How to complete this task - Please copy out the entries below exactly, beginning with the line that contains "it until dropped." and ending with the line that contains "currently in progress.", and include nothing outside that span.

Stored items -
——
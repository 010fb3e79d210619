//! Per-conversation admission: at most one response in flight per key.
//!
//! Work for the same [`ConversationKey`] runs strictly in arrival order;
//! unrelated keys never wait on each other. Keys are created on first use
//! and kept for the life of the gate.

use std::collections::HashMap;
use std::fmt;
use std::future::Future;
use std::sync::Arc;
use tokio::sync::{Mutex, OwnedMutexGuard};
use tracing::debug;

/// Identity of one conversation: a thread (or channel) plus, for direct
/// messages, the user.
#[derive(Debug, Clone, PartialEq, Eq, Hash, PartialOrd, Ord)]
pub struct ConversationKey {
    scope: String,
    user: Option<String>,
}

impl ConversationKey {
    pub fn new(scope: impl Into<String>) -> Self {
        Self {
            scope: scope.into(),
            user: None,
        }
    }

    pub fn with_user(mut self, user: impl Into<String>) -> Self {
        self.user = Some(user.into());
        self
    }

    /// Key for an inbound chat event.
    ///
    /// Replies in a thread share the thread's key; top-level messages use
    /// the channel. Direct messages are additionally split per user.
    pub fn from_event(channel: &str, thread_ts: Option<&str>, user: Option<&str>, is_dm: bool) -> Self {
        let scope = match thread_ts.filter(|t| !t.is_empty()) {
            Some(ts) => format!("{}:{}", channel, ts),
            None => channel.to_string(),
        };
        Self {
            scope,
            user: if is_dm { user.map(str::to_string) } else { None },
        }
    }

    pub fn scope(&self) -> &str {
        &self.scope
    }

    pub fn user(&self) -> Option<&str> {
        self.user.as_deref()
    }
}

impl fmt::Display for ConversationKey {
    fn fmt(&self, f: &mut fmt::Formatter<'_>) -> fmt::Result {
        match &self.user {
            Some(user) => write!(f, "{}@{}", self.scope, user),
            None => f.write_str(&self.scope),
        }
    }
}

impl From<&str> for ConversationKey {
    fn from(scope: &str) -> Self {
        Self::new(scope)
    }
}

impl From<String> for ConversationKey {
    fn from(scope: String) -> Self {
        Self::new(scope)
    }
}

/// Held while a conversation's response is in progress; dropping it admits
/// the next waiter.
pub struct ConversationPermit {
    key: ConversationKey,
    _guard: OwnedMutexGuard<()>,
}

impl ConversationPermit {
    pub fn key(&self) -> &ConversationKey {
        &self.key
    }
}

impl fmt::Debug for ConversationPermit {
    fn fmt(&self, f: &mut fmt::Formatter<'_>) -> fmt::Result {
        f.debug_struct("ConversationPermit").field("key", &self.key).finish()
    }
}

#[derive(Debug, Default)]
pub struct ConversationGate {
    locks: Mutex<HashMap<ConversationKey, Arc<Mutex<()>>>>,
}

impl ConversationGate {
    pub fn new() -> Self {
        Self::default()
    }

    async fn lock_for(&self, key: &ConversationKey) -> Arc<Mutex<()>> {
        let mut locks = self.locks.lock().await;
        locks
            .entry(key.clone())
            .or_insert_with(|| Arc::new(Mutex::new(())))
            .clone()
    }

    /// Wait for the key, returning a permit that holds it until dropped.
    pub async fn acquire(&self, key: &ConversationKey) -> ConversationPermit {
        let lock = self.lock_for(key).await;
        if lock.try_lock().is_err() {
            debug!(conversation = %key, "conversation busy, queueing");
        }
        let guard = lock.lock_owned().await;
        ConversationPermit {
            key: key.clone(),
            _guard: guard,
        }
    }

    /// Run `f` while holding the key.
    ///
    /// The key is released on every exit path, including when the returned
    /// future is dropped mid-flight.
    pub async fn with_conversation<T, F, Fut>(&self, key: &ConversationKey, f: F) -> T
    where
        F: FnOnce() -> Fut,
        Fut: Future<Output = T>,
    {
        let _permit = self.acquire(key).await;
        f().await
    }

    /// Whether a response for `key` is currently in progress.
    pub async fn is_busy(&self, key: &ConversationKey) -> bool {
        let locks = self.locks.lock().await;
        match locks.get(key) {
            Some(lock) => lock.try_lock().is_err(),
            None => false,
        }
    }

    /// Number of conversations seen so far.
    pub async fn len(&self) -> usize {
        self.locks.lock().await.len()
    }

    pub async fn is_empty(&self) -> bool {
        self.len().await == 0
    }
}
——
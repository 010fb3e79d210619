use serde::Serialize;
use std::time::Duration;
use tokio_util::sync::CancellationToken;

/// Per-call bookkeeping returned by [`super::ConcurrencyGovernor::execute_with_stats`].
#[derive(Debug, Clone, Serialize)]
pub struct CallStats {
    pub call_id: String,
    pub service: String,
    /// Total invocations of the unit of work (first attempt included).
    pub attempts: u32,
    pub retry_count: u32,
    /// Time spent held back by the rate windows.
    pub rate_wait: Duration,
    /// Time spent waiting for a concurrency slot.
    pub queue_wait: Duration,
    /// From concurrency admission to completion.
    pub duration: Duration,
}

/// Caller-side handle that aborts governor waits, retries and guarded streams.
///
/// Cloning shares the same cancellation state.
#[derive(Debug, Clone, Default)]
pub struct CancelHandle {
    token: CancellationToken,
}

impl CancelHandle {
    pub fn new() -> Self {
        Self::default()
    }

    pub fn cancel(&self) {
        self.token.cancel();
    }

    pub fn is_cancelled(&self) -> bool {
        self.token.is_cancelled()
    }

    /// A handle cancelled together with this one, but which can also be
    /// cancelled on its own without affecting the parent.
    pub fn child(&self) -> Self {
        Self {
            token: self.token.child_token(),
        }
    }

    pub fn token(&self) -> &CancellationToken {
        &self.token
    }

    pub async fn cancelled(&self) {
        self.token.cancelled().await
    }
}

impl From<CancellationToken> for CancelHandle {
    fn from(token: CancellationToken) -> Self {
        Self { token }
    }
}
——
Exercise answer -
    /// Wait for the key, returning a permit that holds it until dropped.
    pub async fn acquire(&self, key: &ConversationKey) -> ConversationPermit {
        let lock = self.lock_for(key).await;
        if lock.try_lock().is_err() {
            debug!(conversation = %key, "conversation busy, queueing");
        }
        let guard = lock.lock_owned().await;
        ConversationPermit {
            key: key.clone(),
            _guard: guard,
        }
    }

    /// Run `f` while holding the key.
    ///
    /// The key is released on every exit path, including when the returned
    /// future is dropped mid-flight.
    pub async fn with_conversation<T, F, Fut>(&self, key: &ConversationKey, f: F) -> T
    where
        F: FnOnce() -> Fut,
        Fut: Future<Output = T>,
    {
        let _permit = self.acquire(key).await;
        f().await
    }

    /// Whether a response for `key` is currently in progress.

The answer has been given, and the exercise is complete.